To stretch your mind even further – think about what the city could like in 50 years using a model made of LEGO bricks.

That was the task for students from Confluence Academy-Old North and Confluence Academy-South City. As members of their school’s FIRST LEGO League team, they participated in a LEGO Expo. They had to visualize the question – What would St. Louis look like in 50 years? 

With their imaginations and a LEGO kit, each team spent weeks creating a work inspired by their thoughts and teamwork. All of the materials were donated. In May, they joined other teams at St. Louis Community College-Forest Park for LEGO Care Rebuilding St. Louis – One Brick at a Time. 

FIRST LEGO League exposes students to math, science, technology and engineering. It is part of FIRST Robotics – For Inspiration and Recognition of Science and Technology. FIRST LEGO League introduces younger students to real-world engineering challenges by building LEGO-based robots to complete tasks on a thematic playing surface. FLL teams, guided by their imaginations and adult coaches, discover exciting career possibilities and, through the process, learn to make positive contributions to society.

ON lego
  A view of one of many LEGO structures from Old North's LEGO League team.

The expo was first-time experience for both teams.

The Old North LEGO/Robotics Team has seven members in grades 5-7. The team sponsor is Stanley Johnson, administrative intern and in-school suspension teacher. 

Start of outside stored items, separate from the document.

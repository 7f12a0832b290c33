//! # Documents, Filters and Find Options
//!
//! The value model shared by every store backend. Documents are plain JSON
//! objects; filters are single-level equality maps.

use std::cmp::Ordering;

use serde::{Deserialize, Serialize};
use serde_json::{Map, Value};

/// A stored document
pub type Document = Map<String, Value>;

/// Field name of the primary key
pub const ID_FIELD: &str = "_id";

/// Equality filter: every listed field must be present and equal
#[derive(Debug, Clone, Default, PartialEq, Serialize, Deserialize)]
pub struct Filter {
    clauses: Map<String, Value>,
}

impl Filter {
    /// Filter matching every document
    pub fn all() -> Self {
        Self::default()
    }

    /// Filter on a single field
    pub fn eq(field: impl Into<String>, value: impl Into<Value>) -> Self {
        Self::all().and_eq(field, value)
    }

    /// Add an equality clause
    pub fn and_eq(mut self, field: impl Into<String>, value: impl Into<Value>) -> Self {
        self.clauses.insert(field.into(), value.into());
        self
    }

    /// Whether the filter has no clauses
    pub fn is_empty(&self) -> bool {
        self.clauses.is_empty()
    }

    /// Value required for a field, if constrained
    pub fn get(&self, field: &str) -> Option<&Value> {
        self.clauses.get(field)
    }

    /// Every equality clause, field to required value
    pub fn clauses(&self) -> &Map<String, Value> {
        &self.clauses
    }

    /// Check a document against every clause
    pub fn matches(&self, doc: &Document) -> bool {
        self.clauses
            .iter()
            .all(|(field, expected)| doc.get(field) == Some(expected))
    }
}

/// Sort direction
#[derive(Debug, Clone, Copy, PartialEq, Eq, Serialize, Deserialize)]
#[serde(rename_all = "snake_case")]
pub enum SortDirection {
    Ascending,
    Descending,
}

/// One sort key
#[derive(Debug, Clone, PartialEq, Eq, Serialize, Deserialize)]
pub struct SortKey {
    pub field: String,
    pub direction: SortDirection,
}

impl SortKey {
    pub fn asc(field: impl Into<String>) -> Self {
        Self {
            field: field.into(),
            direction: SortDirection::Ascending,
        }
    }

    pub fn desc(field: impl Into<String>) -> Self {
        Self {
            field: field.into(),
            direction: SortDirection::Descending,
        }
    }
}

/// Options for find operations
#[derive(Debug, Clone, Default, PartialEq, Serialize, Deserialize)]
pub struct FindOptions {
    /// Fields to keep (`_id` is always kept)
    pub projection: Option<Vec<String>>,
    /// Sort keys, applied in order
    pub sort: Vec<SortKey>,
}

impl FindOptions {
    pub fn new() -> Self {
        Self::default()
    }

    pub fn project<I, S>(mut self, fields: I) -> Self
    where
        I: IntoIterator<Item = S>,
        S: Into<String>,
    {
        self.projection = Some(fields.into_iter().map(Into::into).collect());
        self
    }

    pub fn sort_by(mut self, key: SortKey) -> Self {
        self.sort.push(key);
        self
    }

    /// Apply the projection to a document
    pub fn apply_projection(&self, doc: &Document) -> Document {
        match &self.projection {
            None => doc.clone(),
            Some(fields) => doc
                .iter()
                .filter(|(k, _)| k.as_str() == ID_FIELD || fields.iter().any(|f| f == *k))
                .map(|(k, v)| (k.clone(), v.clone()))
                .collect(),
        }
    }

    /// Sort documents in place (stable)
    pub fn apply_sort(&self, docs: &mut [Document]) {
        if self.sort.is_empty() {
            return;
        }
        docs.sort_by(|a, b| {
            for key in &self.sort {
                let ord = compare_values(a.get(&key.field), b.get(&key.field));
                let ord = match key.direction {
                    SortDirection::Ascending => ord,
                    SortDirection::Descending => ord.reverse(),
                };
                if ord != Ordering::Equal {
                    return ord;
                }
            }
            Ordering::Equal
        });
    }
}

/// Rank of a value's type in sort order
fn type_rank(value: Option<&Value>) -> u8 {
    match value {
        None | Some(Value::Null) => 0,
        Some(Value::Number(_)) => 1,
        Some(Value::String(_)) => 2,
        Some(Value::Object(_)) => 3,
        Some(Value::Array(_)) => 4,
        Some(Value::Bool(_)) => 5,
    }
}

/// Total order over optional JSON values: type rank first, then value
pub fn compare_values(a: Option<&Value>, b: Option<&Value>) -> Ordering {
    let rank = type_rank(a).cmp(&type_rank(b));
    if rank != Ordering::Equal {
        return rank;
    }
    match (a, b) {
        (Some(Value::Number(x)), Some(Value::Number(y))) => {
            let x = x.as_f64().unwrap_or(f64::NAN);
            let y = y.as_f64().unwrap_or(f64::NAN);
            x.partial_cmp(&y).unwrap_or(Ordering::Equal)
        }
        (Some(Value::String(x)), Some(Value::String(y))) => x.cmp(y),
        (Some(Value::Bool(x)), Some(Value::Bool(y))) => x.cmp(y),
        (Some(Value::Array(x)), Some(Value::Array(y))) => x.len().cmp(&y.len()),
        (Some(Value::Object(x)), Some(Value::Object(y))) => x.len().cmp(&y.len()),
        _ => Ordering::Equal,
    }
}

#[cfg(test)]
mod tests {
    use super::*;
    use serde_json::json;

    fn doc(value: Value) -> Document {
        match value {
            Value::Object(map) => map,
            _ => panic!("not an object"),
        }
    }

    #[test]
    fn test_filter_is_type_strict() {
        let d = doc(json!({"email": "a@b.com", "password": 12345678}));
        assert!(Filter::eq("email", "a@b.com").matches(&d));
        assert!(Filter::eq("password", 12345678).matches(&d));
        assert!(!Filter::eq("password", "12345678").matches(&d));
        assert!(!Filter::eq("missing", Value::Null).matches(&d));
        assert!(Filter::all().matches(&d));
    }

    #[test]
    fn test_projection_keeps_id() {
        let d = doc(json!({"_id": "s1", "email": "x", "password": "p", "name": "N"}));
        let projected = FindOptions::new().project(["email"]).apply_projection(&d);
        assert_eq!(projected.len(), 2);
        assert!(projected.contains_key("_id"));
        assert!(projected.contains_key("email"));
    }

    #[test]
    fn test_sort_orders_by_type_then_value() {
        let mut docs = vec![
            doc(json!({"k": "b"})),
            doc(json!({"k": 10})),
            doc(json!({})),
            doc(json!({"k": 2})),
            doc(json!({"k": "a"})),
        ];
        FindOptions::new()
            .sort_by(SortKey::asc("k"))
            .apply_sort(&mut docs);
        let keys: Vec<Option<&Value>> = docs.iter().map(|d| d.get("k")).collect();
        assert_eq!(
            keys,
            vec![None, Some(&json!(2)), Some(&json!(10)), Some(&json!("a")), Some(&json!("b"))]
        );
    }

    #[test]
    fn test_sort_descending() {
        let mut docs = vec![doc(json!({"id": 1})), doc(json!({"id": 3})), doc(json!({"id": 2}))];
        FindOptions::new()
            .sort_by(SortKey::desc("id"))
            .apply_sort(&mut docs);
        assert_eq!(docs[0]["id"], json!(3));
        assert_eq!(docs[2]["id"], json!(1));
    }
}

South City’s team name is COMETS – Committed to Obtaining Mathematics Engineering Technology and Science. The team has eight members in fifth and sixth grade. The team sponsors are Deborah Bertish and Lyndsey Derber, sixth grade science and math teachers.

“The students jumped right into the building and construction of the city, coming up with dynamic ideas about what the City of St. Louis would look like in 50 years,” said Bertish and Derber. “A few weeks in, the group decided to try a different approach and began to build the city as it is now and make modifications and additions as they would see St. Louis in 50 years.”

“Our team started actual construction about three weeks before the expo,” said Johnson. “They reviewed some overhead views of the city to help shape their vision for their projects.”

“As the project progressed, they became more involved and invested in not just their own contribution, but they also came to the realization that they had to work together in order to be successful,” said Bertish. 
Johnson described the level of interest for his team. 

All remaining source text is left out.